§ YOUR OBJECTIVE
From the line with "are left alone." to the final line of the records, every line is to be duplicated exactly, both of those lines included.
*** Begin section ***
use crate::field::resolve_mut;
use bossctl_types::{FieldPath, Value};

pub const ELLIPSIS: char = '…';

/// Shorten `text` to at most `max_len` characters, marking the cut with `…`.
///
/// `max_len == 0` means no limit.
pub fn truncate(text: &str, max_len: usize) -> Option<String> {
    if max_len == 0 || text.chars().count() <= max_len {
        return None;
    }
    let mut truncated: String = text.chars().take(max_len - 1).collect();
    truncated.push(ELLIPSIS);
    Some(truncated)
}

/// Shortens the display-name column of table rows.
#[derive(Debug, Clone)]
pub struct NameTruncator {
    field: FieldPath,
    limit: usize,
}

impl NameTruncator {
    pub fn new(field: FieldPath, limit: usize) -> Self {
        Self { field, limit }
    }

    pub fn is_enabled(&self) -> bool {
        self.limit > 0
    }

    /// Truncate the designated field of `row` in place. Rows without the field,
    /// or whose field is not a string, are left alone.
    pub fn apply(&self, row: &mut Value) {
        if !self.is_enabled() {
            return;
        }
        if let Some(Value::Str(name)) = resolve_mut(row, &self.field)
            && let Some(short) = truncate(name, self.limit)
        {
            *name = short;
        }
    }
}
*** End section ***
§ ANSWER BELOW
    /// or whose field is not a string, are left alone.
    pub fn apply(&self, row: &mut Value) {
        if !self.is_enabled() {
            return;
        }
        if let Some(Value::Str(name)) = resolve_mut(row, &self.field)
            && let Some(short) = truncate(name, self.limit)
        {
            *name = short;
        }
    }
}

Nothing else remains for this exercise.